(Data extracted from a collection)
────────
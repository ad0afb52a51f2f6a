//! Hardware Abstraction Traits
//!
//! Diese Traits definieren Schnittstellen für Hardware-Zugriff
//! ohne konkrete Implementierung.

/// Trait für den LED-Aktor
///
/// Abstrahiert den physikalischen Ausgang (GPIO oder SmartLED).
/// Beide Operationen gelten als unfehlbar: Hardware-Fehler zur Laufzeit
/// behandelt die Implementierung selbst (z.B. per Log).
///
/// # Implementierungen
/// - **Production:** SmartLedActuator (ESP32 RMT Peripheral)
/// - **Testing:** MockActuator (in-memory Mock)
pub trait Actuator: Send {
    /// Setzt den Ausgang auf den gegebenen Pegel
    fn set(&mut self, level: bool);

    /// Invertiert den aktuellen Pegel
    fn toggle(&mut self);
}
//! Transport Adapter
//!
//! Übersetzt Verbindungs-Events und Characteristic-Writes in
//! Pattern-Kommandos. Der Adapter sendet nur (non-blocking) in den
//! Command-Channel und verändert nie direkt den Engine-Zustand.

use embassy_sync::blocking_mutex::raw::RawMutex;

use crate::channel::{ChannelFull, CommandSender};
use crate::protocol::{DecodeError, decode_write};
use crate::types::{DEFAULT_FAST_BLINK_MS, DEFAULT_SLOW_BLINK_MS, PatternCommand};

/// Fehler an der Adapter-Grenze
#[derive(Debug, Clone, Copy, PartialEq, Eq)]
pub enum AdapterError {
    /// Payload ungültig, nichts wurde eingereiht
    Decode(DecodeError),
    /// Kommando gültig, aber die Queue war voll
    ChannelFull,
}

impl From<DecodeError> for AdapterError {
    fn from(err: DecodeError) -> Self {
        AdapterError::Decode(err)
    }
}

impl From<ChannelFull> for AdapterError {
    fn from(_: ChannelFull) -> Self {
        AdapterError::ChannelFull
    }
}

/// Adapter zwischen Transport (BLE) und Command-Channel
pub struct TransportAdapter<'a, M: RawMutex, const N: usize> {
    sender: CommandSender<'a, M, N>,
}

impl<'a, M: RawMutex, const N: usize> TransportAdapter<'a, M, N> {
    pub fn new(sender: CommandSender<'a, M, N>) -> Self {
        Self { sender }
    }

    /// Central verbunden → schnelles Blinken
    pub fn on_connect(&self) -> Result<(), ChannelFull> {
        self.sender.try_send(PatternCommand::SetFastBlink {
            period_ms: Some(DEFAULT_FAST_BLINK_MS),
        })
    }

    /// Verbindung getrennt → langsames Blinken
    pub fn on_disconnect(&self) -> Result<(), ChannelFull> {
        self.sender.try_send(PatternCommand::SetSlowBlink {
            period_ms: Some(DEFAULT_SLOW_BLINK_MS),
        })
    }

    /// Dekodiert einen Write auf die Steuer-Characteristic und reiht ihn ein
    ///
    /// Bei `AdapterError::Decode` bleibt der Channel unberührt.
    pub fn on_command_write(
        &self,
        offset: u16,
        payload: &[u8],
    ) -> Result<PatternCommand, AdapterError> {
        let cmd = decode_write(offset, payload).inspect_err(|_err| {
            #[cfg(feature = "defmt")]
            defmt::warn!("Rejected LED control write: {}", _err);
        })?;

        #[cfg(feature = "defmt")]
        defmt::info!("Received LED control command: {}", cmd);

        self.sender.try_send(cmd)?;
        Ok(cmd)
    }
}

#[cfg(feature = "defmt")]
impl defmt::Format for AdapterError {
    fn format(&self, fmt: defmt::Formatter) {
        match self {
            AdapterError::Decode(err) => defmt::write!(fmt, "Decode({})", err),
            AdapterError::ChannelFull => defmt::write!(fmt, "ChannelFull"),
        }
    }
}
────────
In the entries above, which lines hold the word "DecodeError"? Copy them out.

• [Finished exercise]:
use crate::protocol::{DecodeError, decode_write};
    Decode(DecodeError),
impl From<DecodeError> for AdapterError {
    fn from(err: DecodeError) -> Self {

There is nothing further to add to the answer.